Pada dalil fikih, hukum asli untuk semua perkara boleh saja sepanjang tidak ada dalil yang melarangnya. Sebagaimana QS. Al-An’am:119, riwayat Ibnu Majah:33, dan Al-Tirmidzi: 34 yang berbunyi: “Yang halal adalah yang dibolehkan Allah SWT dalam kitab Suci-Nya dan yang haram adalah yang dilarang-Nya dalam Kitab Suci-Nya. Sedangkan, sesuatu yang Dia diamkan, termasuk di antara yang Dia Ampuni.”

  

Jadi, jika seseorang menghormati bendera karena rasa cintanya terhadap tanah air, maka dapat disimpulkan bahwa menghormati bendera adalah salah satu sarana mewujudkan rasa cinta.
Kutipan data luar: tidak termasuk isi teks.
//! Site profile system.
//!
//! A profile holds everything the scraper needs to know about one site:
//! - URLs (base, search path, query parameter)
//! - Anti-automation and "no data" markers
//! - Where the detail page link lives, if the site has one
//! - One field extractor per record field

use corpquery_core::{FieldExtractor, RecordField};
use regex::Regex;
use serde::{Deserialize, Serialize};
use std::fmt;
use std::str::FromStr;
use url::Url;

use crate::error::SiteError;

/// Search bodies shorter than this are treated as "no data".
pub const DEFAULT_MIN_BODY_LEN: usize = 1000;

// ============================================================================
// Site Kind
// ============================================================================

/// The built-in sites.
#[derive(Debug, Clone, Copy, PartialEq, Eq, Hash, Serialize, Deserialize, Default)]
#[serde(rename_all = "lowercase")]
pub enum SiteKind {
    /// The official registry site.
    Registry,
    /// A third-party aggregator republishing registry data.
    #[default]
    Aggregator,
}

impl SiteKind {
    /// Returns all site kinds.
    pub fn all() -> &'static [SiteKind] {
        &[Self::Registry, Self::Aggregator]
    }

    /// Name used in configuration and on the command line.
    pub fn cli_name(&self) -> &'static str {
        match self {
            Self::Registry => "registry",
            Self::Aggregator => "aggregator",
        }
    }
}

impl fmt::Display for SiteKind {
    fn fmt(&self, f: &mut fmt::Formatter<'_>) -> fmt::Result {
        write!(f, "{}", self.cli_name())
    }
}

impl FromStr for SiteKind {
    type Err = String;

    fn from_str(s: &str) -> Result<Self, Self::Err> {
        Self::all()
            .iter()
            .find(|k| k.cli_name().eq_ignore_ascii_case(s))
            .copied()
            .ok_or_else(|| format!("unknown site '{s}' (expected registry or aggregator)"))
    }
}

// ============================================================================
// Captcha Markers
// ============================================================================

/// The kind of anti-automation challenge a marker signals.
#[derive(Debug, Clone, Copy, PartialEq, Eq)]
pub enum CaptchaKind {
    /// Classic image captcha.
    Image,
    /// Drag-the-slider challenge.
    Slider,
    /// Any other verification wall.
    Verification,
}

impl CaptchaKind {
    /// Message returned to API callers.
    pub fn message(&self) -> &'static str {
        match self {
            Self::Image => "Captcha required: solve the image challenge and retry",
            Self::Slider => "Slider verification required by the registry site",
            Self::Verification => "Verification required by the registry site",
        }
    }
}

/// A body substring that signals a challenge. Matched case-insensitively.
#[derive(Debug, Clone, Copy, PartialEq, Eq)]
pub struct CaptchaMarker {
    /// Substring to look for.
    pub needle: &'static str,
    /// What the marker means.
    pub kind: CaptchaKind,
}

impl CaptchaMarker {
    /// Creates a marker.
    pub const fn new(needle: &'static str, kind: CaptchaKind) -> Self {
        Self { needle, kind }
    }
}

// ============================================================================
// Site Profile
// ============================================================================

/// Complete description of one scrape target.
pub struct SiteProfile {
    /// Which built-in site this is.
    pub kind: SiteKind,
    /// Human-readable name.
    pub display_name: &'static str,
    /// Site root; also the session-init URL.
    pub base_url: Url,
    /// Path of the search page, relative to the base.
    pub search_path: &'static str,
    /// Query parameter carrying the company name.
    pub search_param: &'static str,
    /// Whether to visit the root first to obtain a session cookie.
    pub init_session: bool,
    /// Challenge markers, checked in order.
    pub captcha_markers: Vec<CaptchaMarker>,
    /// "No data" markers.
    pub empty_markers: Vec<&'static str>,
    /// Minimum search body length for a usable answer.
    pub min_body_len: usize,
    /// Locates a captcha image URL in a challenge page.
    pub captcha_image: Regex,
    /// Locates the detail page link; `None` when results are inline.
    pub detail_link: Option<Regex>,
    /// One extractor per field.
    pub extractors: Vec<Box<dyn FieldExtractor>>,
    /// Whether a page without a company name means "not found".
    pub require_name: bool,
}

impl SiteProfile {
    /// Creates a new profile builder.
    pub fn builder(kind: SiteKind, base_url: Url) -> SiteProfileBuilder {
        SiteProfileBuilder::new(kind, base_url)
    }

    /// Builds the search URL for a company name.
    pub fn search_url(&self, name: &str) -> Result<Url, SiteError> {
        let mut url = self.base_url.join(self.search_path)?;
        url.query_pairs_mut().append_pair(self.search_param, name);
        Ok(url)
    }

    /// Resolves a (possibly relative) detail link against the base URL.
    pub fn detail_url(&self, href: &str) -> Result<Url, SiteError> {
        Ok(self.base_url.join(href)?)
    }

    /// Host to allow-list for this profile, without a leading `www.`.
    pub fn allowed_domain(&self) -> Option<String> {
        let host = self.base_url.host_str()?;
        Some(host.strip_prefix("www.").unwrap_or(host).to_string())
    }

    /// Runs the extractor for `field`, if the profile has one.
    pub fn extract(&self, field: RecordField, html: &str) -> Option<String> {
        self.extractors
            .iter()
            .find(|e| e.field() == field)
            .and_then(|e| e.extract(html))
    }
}

impl fmt::Debug for SiteProfile {
    fn fmt(&self, f: &mut fmt::Formatter<'_>) -> fmt::Result {
        f.debug_struct("SiteProfile")
            .field("kind", &self.kind)
            .field("base_url", &self.base_url.as_str())
            .field("search_path", &self.search_path)
            .field("init_session", &self.init_session)
            .field("extractors", &self.extractors.len())
            .finish_non_exhaustive()
    }
}

// ============================================================================
// Builder
// ============================================================================

/// Builder for [`SiteProfile`].
pub struct SiteProfileBuilder {
    kind: SiteKind,
    display_name: &'static str,
    base_url: Url,
    search_path: &'static str,
    search_param: &'static str,
    init_session: bool,
    captcha_markers: Vec<CaptchaMarker>,
    empty_markers: Vec<&'static str>,
    min_body_len: usize,
    captcha_image: Option<Regex>,
    detail_link: Option<Regex>,
    extractors: Vec<Box<dyn FieldExtractor>>,
    require_name: bool,
}

impl SiteProfileBuilder {
    /// Creates a new builder for the given site.
    pub fn new(kind: SiteKind, base_url: Url) -> Self {
        Self {
            kind,
            display_name: kind.cli_name(),
            base_url,
            search_path: "/",
            search_param: "key",
            init_session: true,
            captcha_markers: Vec::new(),
            empty_markers: Vec::new(),
            min_body_len: DEFAULT_MIN_BODY_LEN,
            captcha_image: None,
            detail_link: None,
            extractors: Vec::new(),
            require_name: false,
        }
    }

    /// Sets the display name.
    pub fn display_name(mut self, name: &'static str) -> Self {
        self.display_name = name;
        self
    }

    /// Sets the search path and query parameter.
    pub fn search(mut self, path: &'static str, param: &'static str) -> Self {
        self.search_path = path;
        self.search_param = param;
        self
    }

    /// Enables or disables the session-init request.
    pub fn init_session(mut self, enabled: bool) -> Self {
        self.init_session = enabled;
        self
    }

    /// Sets the challenge markers.
    pub fn captcha_markers(mut self, markers: &[CaptchaMarker]) -> Self {
        self.captcha_markers = markers.to_vec();
        self
    }

    /// Sets the "no data" markers.
    pub fn empty_markers(mut self, markers: &[&'static str]) -> Self {
        self.empty_markers = markers.to_vec();
        self
    }

    /// Sets the minimum usable body length.
    pub fn min_body_len(mut self, len: usize) -> Self {
        self.min_body_len = len;
        self
    }

    /// Sets the captcha image pattern.
    pub fn captcha_image(mut self, pattern: Regex) -> Self {
        self.captcha_image = Some(pattern);
        self
    }

    /// Sets the detail link pattern.
    pub fn detail_link(mut self, pattern: Regex) -> Self {
        self.detail_link = Some(pattern);
        self
    }

    /// Adds a field extractor, replacing any earlier one for the same field.
    pub fn extractor(mut self, extractor: impl FieldExtractor + 'static) -> Self {
        self.extractors.retain(|e| e.field() != extractor.field());
        self.extractors.push(Box::new(extractor));
        self
    }

    /// Requires the name extractor to match.
    pub fn require_name(mut self, required: bool) -> Self {
        self.require_name = required;
        self
    }

    /// Builds the profile.
    pub fn build(self) -> SiteProfile {
        SiteProfile {
            kind: self.kind,
            display_name: self.display_name,
            base_url: self.base_url,
            search_path: self.search_path,
            search_param: self.search_param,
            init_session: self.init_session,
            captcha_markers: self.captcha_markers,
            empty_markers: self.empty_markers,
            min_body_len: self.min_body_len,
            captcha_image: self
                .captcha_image
                .unwrap_or_else(|| crate::classify::DEFAULT_CAPTCHA_IMAGE_RE.clone()),
            detail_link: self.detail_link,
            extractors: self.extractors,
            require_name: self.require_name,
        }
    }
}

#[cfg(test)]
mod tests {
    use super::*;
    use crate::extract::RegexExtractor;

    fn base() -> Url {
        Url::parse("https://www.example-registry.test/").unwrap()
    }

    #[test]
    fn test_site_kind_parse() {
        assert_eq!("registry".parse::<SiteKind>().unwrap(), SiteKind::Registry);
        assert_eq!("Aggregator".parse::<SiteKind>().unwrap(), SiteKind::Aggregator);
        assert!("other".parse::<SiteKind>().is_err());
        assert_eq!(SiteKind::default(), SiteKind::Aggregator);
    }

    #[test]
    fn test_search_url_encodes_name() {
        let profile = SiteProfile::builder(SiteKind::Aggregator, base())
            .search("/web/search", "key")
            .build();

        let url = profile.search_url("北京 A&B").unwrap();
        assert_eq!(url.path(), "/web/search");
        let pairs: Vec<_> = url.query_pairs().collect();
        assert_eq!(pairs.len(), 1);
        assert_eq!(pairs[0].0, "key");
        assert_eq!(pairs[0].1, "北京 A&B");
    }

    #[test]
    fn test_detail_url_resolution() {
        let profile = SiteProfile::builder(SiteKind::Aggregator, base()).build();

        assert_eq!(
            profile.detail_url("/firm/abc.html").unwrap().as_str(),
            "https://www.example-registry.test/firm/abc.html"
        );
        assert_eq!(
            profile.detail_url("https://other.test/firm/x.html").unwrap().as_str(),
            "https://other.test/firm/x.html"
        );
    }

    #[test]
    fn test_allowed_domain_strips_www() {
        let profile = SiteProfile::builder(SiteKind::Registry, base()).build();
        assert_eq!(profile.allowed_domain().as_deref(), Some("example-registry.test"));
    }

    #[test]
    fn test_extractor_replaces_same_field() {
        let profile = SiteProfile::builder(SiteKind::Registry, base())
            .extractor(RegexExtractor::from_pattern(RecordField::Name, r"<b>(.+?)</b>").unwrap())
            .extractor(RegexExtractor::from_pattern(RecordField::Name, r"<i>(.+?)</i>").unwrap())
            .build();

        assert_eq!(profile.extractors.len(), 1);
        assert_eq!(
            profile.extract(RecordField::Name, "<b>old</b><i>new</i>").as_deref(),
            Some("new")
        );
        assert_eq!(profile.extract(RecordField::Capital, "<b>x</b>"), None);
    }
}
Hal ini tidak dapat disangkal bahwa mencintai tanah air adalah suatu keharusan, maka otomatis menghormati bendera adalah suatu keharusan. Allah SWT telah menciptakan jiwa manusia dengan mencintai tanah airnya dan merindukannya. Hal ini dapat ditemukan pada sikap Nabi Muhammad SAW. Ketika beliau berdiri di Hazwarah (sudut kota Makkah), Rosulullah SAW mengutarakan keinginannya untuk tinggal di kampung halamannya di kota Makkah. 

  

Perdebatan mengenai penghormatan terhadap bendera kembali menjadi sorotan masyarakat, ketika ada pejabat pemerintah yang oleh sebagian kalangan dianggap tidak menghormati bendera merah-putih. Sejauh ini, ketentuan mengenai penghormatan bendera terdapat dalam Peraturan Pemerintah Pasal 20 Nomor 40 Tahun 1958 tentang Bendera Negara Republik Indonesia dan Pasal 15 Undang-Undang Nomor 24 Tahun 2009 tentang Bendera, Bahasa, Lambang Negara serta Lagu Kebangsaan. Pembentukan Undang-Undang ini adalah amanat Pasal 36C UUD 1945. 

  

Setiap warga negara wajib menjunjung tinggi jati diri negara sebagai rasa cinta dan mengakui kedaulatan serta kehormatan negara, salah satunya dengan sikap hormat pada upacara bendera. Tentu, sikap yang mencerminkan penolakan terhadap kehormatan identitas negara patut mendapatkan sanksi karena dianggap tidak pantas. Keberadaan Undang-Undang Nomor 24 Tahun 2009 diharapkan dapat mengatasi berbagai persoalan terkait praktik penggunaan identitas negara dan berbagai hal terkait tata cara penggunaan Bendera, Bahasa, dan Lambang Negara, serta Lagu Kebangsaan. Termasuk juga ketentuan pidana bagi siapa saja yang dengan sengaja melanggar ketentuan yang terdapat dalam undang-undang ini.

  

Kesimpulan

  

Secara garis besar penelitian tersebut menjelaskan bahwa keberadaan manusia yang beragam adalah sunnatullah. Sedangkan, bendera yang menjadi identitas dan mewakili identitas bangsa tercatat dalam sejarah sastra Islam. Penghormatan bendera adalah ungkapan rasa syukur, cinta tanah air, dan juga simbol mengenang jasa para pahlawan. Sikap menghormati bendera juga tertulis dalam Peraturan Perundang-Undangan Peraturan Pemerintah Pasal 20 Nomor 40 Tahun 1958 dan Pasal 15 Undang-Undang Nomor 24 Tahun 2009. Menghormati berarti menjunjung tinggi jati diri negara sekaligus ciri khas negara. Selain itu, sebagai wujud rasa cinta, serta pengakuan akan kedaulatan negara.